JurnalPatroliNews – Canberra – Perdana Menteri Australia Anthony Albanese menuduh Perdana Menteri Israel Benjamin Netanyahu sengaja menutup mata terhadap penderitaan warga sipil di Gaza.
Pernyataan ini muncul sehari setelah Albanese mengumumkan keputusan bersejarah Australia untuk mengakui Negara Palestina pada sidang ke-80 Majelis Umum PBB yang dijadwalkan September mendatang. Ia mengungkap bahwa rasa frustrasinya terhadap kebijakan pemerintah Netanyahu menjadi salah satu pendorong keputusan tersebut.

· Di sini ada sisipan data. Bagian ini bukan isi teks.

//! The type lattice: conformance and least-upper-bound (`join`) over the
//! class hierarchy held in a [`Context`].
//!
//! These are free functions over `&Context` rather than methods on `Type`,
//! since `Type` alone (in particular `SelfType`) isn't enough to answer
//! either question -- you need the class table to walk ancestor chains.

use crate::context::{Context, Type, TypeId};

/// Does `a` conform to `b`? (`a` is a subtype of, or equal to, `b`.)
///
/// `Error` conforms to everything and everything conforms to `Error`, so
/// that a single unresolved type doesn't produce a cascade of unrelated
/// conformance failures. `SELF_TYPE[C]` conforms to any ancestor of `C`
/// (including `C` itself) and to `SELF_TYPE[C]` itself, but a concrete
/// class only conforms to `SELF_TYPE[C]` when it *is* `C` -- `SELF_TYPE`
/// is always at least as specific as its anchor class, so nothing can
/// widen into it except that exact class.
pub fn conforms_to(ctx: &Context, a: Type, b: Type) -> bool {
    match (a, b) {
        (Type::Error, _) | (_, Type::Error) => true,
        (Type::SelfType(c1), Type::SelfType(c2)) => c1 == c2,
        (Type::SelfType(c), Type::Class(target)) => ctx.is_ancestor_or_self(target, c),
        (Type::Class(c), Type::SelfType(target)) => c == target,
        (Type::Class(c), Type::Class(target)) => ctx.is_ancestor_or_self(target, c),
    }
}

/// The least upper bound of `a` and `b` in the inheritance tree.
///
/// Identical types join to themselves (this is what lets `if ... then
/// self else self fi` keep its `SELF_TYPE`, rather than widening to the
/// enclosing class on every branch). Anything else is resolved by
/// anchoring both operands to a concrete class and walking up both
/// ancestor chains to their first common member.
pub fn join(ctx: &Context, a: Type, b: Type) -> Type {
    match (a, b) {
        (Type::Error, other) | (other, Type::Error) => other,
        _ if a == b => a,
        _ => {
            let ac = a.anchor().unwrap_or_else(|| ctx.object_id());
            let bc = b.anchor().unwrap_or_else(|| ctx.object_id());
            Type::Class(join_ids(ctx, ac, bc))
        }
    }
}

/// `join` restricted to two class ids, with no `SelfType`/`Error`
/// bookkeeping. Used both by `join` above and by the inference pass,
/// which tracks lower bounds purely in terms of `TypeId`.
pub fn join_ids(ctx: &Context, a: TypeId, b: TypeId) -> TypeId {
    if a == b {
        return a;
    }
    let a_chain = ctx.ancestors(a);
    let b_chain: std::collections::HashSet<_> = ctx.ancestors(b).into_iter().collect();
    for candidate in a_chain {
        if b_chain.contains(&candidate) {
            return candidate;
        }
    }
    ctx.object_id()
}

/// `join` folded over an iterator of types. The join of zero types is
/// `Object`, the identity element of this lattice.
pub fn multi_join(ctx: &Context, types: impl IntoIterator<Item = Type>) -> Type {
    types
        .into_iter()
        .fold(Type::Class(ctx.object_id()), |acc, t| join(ctx, acc, t))
}

#[cfg(test)]
mod tests {
    use super::*;
    use crate::context::Context;

    #[test]
    fn builtin_hierarchy_conforms() {
        let ctx = Context::with_builtins();
        assert!(conforms_to(
            &ctx,
            Type::Class(ctx.int_id()),
            Type::Class(ctx.object_id())
        ));
        assert!(!conforms_to(
            &ctx,
            Type::Class(ctx.object_id()),
            Type::Class(ctx.int_id())
        ));
        assert!(conforms_to(
            &ctx,
            Type::Class(ctx.int_id()),
            Type::Class(ctx.int_id())
        ));
    }

    #[test]
    fn error_conforms_both_ways() {
        let ctx = Context::with_builtins();
        assert!(conforms_to(&ctx, Type::Error, Type::Class(ctx.int_id())));
        assert!(conforms_to(&ctx, Type::Class(ctx.int_id()), Type::Error));
    }

    #[test]
    fn self_type_conforms_to_ancestors_only() {
        let mut ctx = Context::with_builtins();
        let a = ctx.create_type("A").unwrap();
        ctx.set_parent(a, ctx.object_id());
        assert!(conforms_to(&ctx, Type::SelfType(a), Type::Class(a)));
        assert!(conforms_to(
            &ctx,
            Type::SelfType(a),
            Type::Class(ctx.object_id())
        ));
        assert!(!conforms_to(&ctx, Type::SelfType(a), Type::Class(ctx.int_id())));
        assert!(!conforms_to(&ctx, Type::Class(a), Type::SelfType(a)));
    }

    #[test]
    fn join_same_self_type_preserved() {
        let mut ctx = Context::with_builtins();
        let a = ctx.create_type("A").unwrap();
        ctx.set_parent(a, ctx.object_id());
        let joined = join(&ctx, Type::SelfType(a), Type::SelfType(a));
        assert_eq!(joined, Type::SelfType(a));
    }

    #[test]
    fn join_diverging_branches_is_concrete_ancestor() {
        let mut ctx = Context::with_builtins();
        let a = ctx.create_type("A").unwrap();
        ctx.set_parent(a, ctx.object_id());
        let b = ctx.create_type("B").unwrap();
        ctx.set_parent(b, a);
        let c = ctx.create_type("C").unwrap();
        ctx.set_parent(c, a);
        assert_eq!(join(&ctx, Type::Class(b), Type::Class(c)), Type::Class(a));
    }

    #[test]
    fn multi_join_empty_is_object() {
        let ctx = Context::with_builtins();
        assert_eq!(multi_join(&ctx, []), Type::Class(ctx.object_id()));
    }
}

Berbicara kepada Australian Broadcasting Corporation (ABC) pada Selasa (12/8), Albanese mengaku telah menghubungi Netanyahu pada Kamis (7/8) untuk memberitahu langsung rencana Australia mengakui Palestina sebagai negara berdaulat.
“Dia (Netanyahu) kembali mengulang pernyataan publiknya yang menolak mengakui konsekuensi tragis yang menimpa warga tak bersalah,” ujar Albanese.
Menurutnya, kebijakan pemerintah Israel telah memperburuk krisis kemanusiaan. Ia menyoroti penghentian bantuan kemanusiaan dan meningkatnya korban jiwa di sekitar titik distribusi makanan dan air bersih. “Melihat warga yang mengantre bantuan justru kehilangan nyawa adalah sesuatu yang tidak dapat diterima,” tegasnya.
Saat pengumuman resmi di Gedung Parlemen Australia pada Senin (11/8) bersama Menteri Luar Negeri Penny Wong, Albanese menegaskan bahwa langkah ini merupakan bagian dari upaya diplomasi global untuk memperkuat dukungan terhadap solusi dua negara.
Dalam wawancara terbarunya, ia berharap pengakuan Australia terhadap Palestina akan dikenang sebagai kontribusi penting dalam menghentikan “siklus kekerasan” yang terus melanda Timur Tengah.